RECQL protein expression was assessed, using tissue microarrays (TMA), in 50 normal Terminal ductal lobular units (TDLUs), 449 pure DCIS, 152 DCIS components of DCIS/IBC, and 157 IBC components of DCIS/IBC . Patient demographics are summarized in Supplementary Table 1. IHC revealed strong nuclear expression of RECQL in the normal luminal epithelial cells of the adjacent TDLUs and lower nuclear expression in the cancerous epithelial cells with occasional inflammatory cells. Cytoplasmic expression was not detectable (Fig. 1A–F). Median nuclear Histochemical (H)-scores were 230, 160, 90, and 70 in adjacent normal TDLUs, primary DCIS, the DCIS component of DCIS/IBC, and the IBC component of DCIS/IBC tumors respectively. Assessment of RECQL expression revealed higher RECQL levels in the normal epithelial cells of the adjacent TDLUs than in the cancerous epithelial cells of the pure DCIS (p = 3.0 × 10 ⁻⁶) (Fig. 1G). In the DCIS component of DCIS/IBC tumors, RECQL expression was lower compared to pure DCIS (mean H-scores 90 versus 160) (p = 4.2 × 10 ⁻¹⁷) (Fig. 1G). In the IBC component of DCIS/IBC tumors, RECQL expression was lower compared to the DCIS component of DCIS/IBC tumors (mean H-scores 70 versus 90) (p = 1.0 × 10 ⁻⁵) (Fig. 1G). Overall, these observations reveal a clear reduction in RECQL level from normal epithelial cells to invasive cancer cells (mean H-scores 230 versus 70) (p = 9.4 × 10 ⁻⁴⁴) (Fig. 1G).

Fig. 1.

RECQL nuclear protein expression in DCIS. A&B. DCIS negative stain (4X and 10X power magnification respectively).

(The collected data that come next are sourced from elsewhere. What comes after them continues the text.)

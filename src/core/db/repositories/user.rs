//! User repository for database operations
//!
//! Persists accounts. Password hashing happens in the auth layer; this
//! repository only ever sees bcrypt hashes.

use async_trait::async_trait;
use sqlx::PgPool;

use crate::core::db::models::{NewUser, User};

const USERNAME_UNIQUE_CONSTRAINT: &str = "users_username_key";
const EMAIL_UNIQUE_CONSTRAINT: &str = "users_email_key";

/// User repository error types
#[derive(Debug, thiserror::Error)]
pub enum UserRepositoryError {
    #[error("Username already exists")]
    UsernameAlreadyExists,

    #[error("Email already exists")]
    EmailAlreadyExists,

    #[error("Database error: {0}")]
    DatabaseError(#[from] sqlx::Error),
}

impl UserRepositoryError {
    /// Map a unique-constraint violation on insert to the matching duplicate error
    fn from_insert_error(err: sqlx::Error) -> Self {
        if let sqlx::Error::Database(ref db_err) = err
            && db_err.is_unique_violation()
        {
            match db_err.constraint() {
                Some(USERNAME_UNIQUE_CONSTRAINT) => return Self::UsernameAlreadyExists,
                Some(EMAIL_UNIQUE_CONSTRAINT) => return Self::EmailAlreadyExists,
                _ => {}
            }
        }
        Self::DatabaseError(err)
    }
}

/// Account persistence
#[async_trait]
pub trait UserStore: Send + Sync {
    /// Insert a new unverified user
    async fn create(&self, user: &NewUser) -> Result<User, UserRepositoryError>;

    async fn find_by_id(&self, id: i64) -> Result<Option<User>, UserRepositoryError>;

    /// Exact, case-sensitive match
    async fn find_by_username(&self, username: &str) -> Result<Option<User>, UserRepositoryError>;

    /// Exact, case-sensitive match
    async fn find_by_email(&self, email: &str) -> Result<Option<User>, UserRepositoryError>;

    /// Flip `is_verified` to true. Returns false when the user no longer exists.
    async fn mark_verified(&self, id: i64) -> Result<bool, UserRepositoryError>;
}

/// PostgreSQL-backed user repository
#[derive(Clone)]
pub struct UserRepository {
    pool: PgPool,
}

impl UserRepository {
    /// Create a new user repository
    pub fn new(pool: PgPool) -> Self {
        Self { pool }
    }
}

#[async_trait]
impl UserStore for UserRepository {
    async fn create(&self, user: &NewUser) -> Result<User, UserRepositoryError> {
        sqlx::query_as::<_, User>(
            r#"
            INSERT INTO users (username, email, password_hash)
            VALUES ($1, $2, $3)
            RETURNING id, username, email, password_hash, is_verified, created_at, updated_at
            "#,
        )
        .bind(&user.username)
        .bind(&user.email)
        .bind(&user.password_hash)
        .fetch_one(&self.pool)
        .await
        .map_err(UserRepositoryError::from_insert_error)
    }

    async fn find_by_id(&self, id: i64) -> Result<Option<User>, UserRepositoryError> {
        let user = sqlx::query_as::<_, User>(
            r#"
            SELECT id, username, email, password_hash, is_verified, created_at, updated_at
            FROM users
            WHERE id = $1
            "#,
        )
        .bind(id)
        .fetch_optional(&self.pool)
        .await?;

        Ok(user)
    }

    async fn find_by_username(&self, username: &str) -> Result<Option<User>, UserRepositoryError> {
        let user = sqlx::query_as::<_, User>(
            r#"
            SELECT id, username, email, password_hash, is_verified, created_at, updated_at
            FROM users
            WHERE username = $1
            "#,
        )
        .bind(username)
        .fetch_optional(&self.pool)
        .await?;

        Ok(user)
    }

    async fn find_by_email(&self, email: &str) -> Result<Option<User>, UserRepositoryError> {
        let user = sqlx::query_as::<_, User>(
            r#"
            SELECT id, username, email, password_hash, is_verified, created_at, updated_at
            FROM users
            WHERE email = $1
            "#,
        )
        .bind(email)
        .fetch_optional(&self.pool)
        .await?;

        Ok(user)
    }

    async fn mark_verified(&self, id: i64) -> Result<bool, UserRepositoryError> {
        let result = sqlx::query(
            r#"
            UPDATE users
            SET is_verified = TRUE, updated_at = NOW()
            WHERE id = $1
            "#,
        )
        .bind(id)
        .execute(&self.pool)
        .await?;

        Ok(result.rows_affected() > 0)
    }
}

#[cfg(test)]
mod tests {
    use super::*;

    #[test]
    fn test_user_repository_error_display() {
        assert_eq!(
            UserRepositoryError::UsernameAlreadyExists.to_string(),
            "Username already exists"
        );
        assert_eq!(
            UserRepositoryError::EmailAlreadyExists.to_string(),
            "Email already exists"
        );
    }

    #[test]
    fn test_non_unique_insert_error_stays_database_error() {
        let err = UserRepositoryError::from_insert_error(sqlx::Error::RowNotFound);
        assert!(matches!(err, UserRepositoryError::DatabaseError(_)));
    }

    // ========================================================================
    // Integration Tests (require database)
    // ========================================================================

    #[tokio::test]
    #[ignore = "requires running PostgreSQL database"]
    async fn test_create_and_verify_user() {
        let repo = UserRepository::new(create_test_pool().await);
        let suffix = &uuid::Uuid::new_v4().simple().to_string()[..8];

        let user = repo
            .create(&NewUser {
                username: format!("pg_user_{suffix}"),
                email: format!("pg_{suffix}@example.com"),
                password_hash: "$2b$12$placeholder".to_string(),
            })
            .await
            .unwrap();
        assert!(!user.is_verified);

        let duplicate = repo
            .create(&NewUser {
                username: user.username.clone(),
                email: format!("other_{suffix}@example.com"),
                password_hash: "$2b$12$placeholder".to_string(),
            })
            .await;
        assert!(matches!(
            duplicate,
            Err(UserRepositoryError::UsernameAlreadyExists)
        ));

        assert!(repo.mark_verified(user.id).await.unwrap());
        let reloaded = repo.find_by_id(user.id).await.unwrap().unwrap();
        assert!(reloaded.is_verified);
    }

    async fn create_test_pool() -> PgPool {
        use crate::core::db::pool::{DbConfig, create_pool_with_migrations};

        let url = std::env::var("DATABASE_URL").expect("DATABASE_URL must be set for tests");
        create_pool_with_migrations(&DbConfig::new(url))
            .await
            .expect("Failed to create test pool")
    }
}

C&D. Intense nuclear staining in pure DCIS (4X and 10X power magnification respectively). E&F. Stronger nuclear staining in DCIS component (thick arrow) than in invasive component (thin arrow) (4X and 10X power magnification respectively). G. RECQL nuclear protein expression boxplot showing higher nuclear RECQL expression present in the normal TDLUs, decreased in pure DCIS series and further decrease in DCIS component and the lowest level was seen in the IBC component of the mixed DCIS/IBC cohort.

RECQL and ductal carcinoma in situ (DCIS)

In pure DCIS, low RECQL expression was observed in 89/449 (20 %) cases and high expression in 360/449 (80 %) cases. Low RECQL expression showed an association with high DCIS grade (p = 0.028) but not with other parameters (Supplementary Table 2). In the DCIS component of DCIS/IBC tumors, low nuclear RECQL expression was associated with large DCIS size (p = 0.010) and high DCIS grade (p = 0.045) only (Supplementary Table 3). Univariate analysis in the pure DCIS showed that low RECQL expression was associated with shorter local recurrence free interval (LRFI) (both in situ and invasive recurrence) (p = 0.009) (Fig. 1H). In pure DCIS, Low RECQL expression was also associated with shorter LRFI in patients treated by breast conserving surgery (BCS) followed by adjuvant RT (p = 0.003) (Fig. 1I) but not in patients treated with BCS only (p = 0.058) (Fig. 1J). Multivariate Cox regression analysis for recurrence free interval in the pure DCIS series demonstrated that low RECQL expression was an independent poor prognostic factor of all recurrences in patients treated with BCS (p=0.028; HR = 0.538; 95 % CI = 0.309 - 0.936). Other independent risk factors included age of the patients at the time of diagnosis (p = 0.004; HR = 0.538; 95 % CI = 0.309–0.936) and DCIS tumor size (p = 0.001; HR = 0.398; 95 % CI = 0 .228-0.695) (Supplementary Table 4). Furthermore, the multivariate analysis in the pure DCIS series with IBC recurrence also demonstrated that low RECQL expression was an independent prognostic factor for tumor recurrence in patients treated with BCS (p = 0.029; HR = 2.913; 95 % CI = 1115–7.608). Other independent risk factors included age of the patients at the time of diagnosis, DCIS tumor size, and DCIS grade (Supplementary Table 4).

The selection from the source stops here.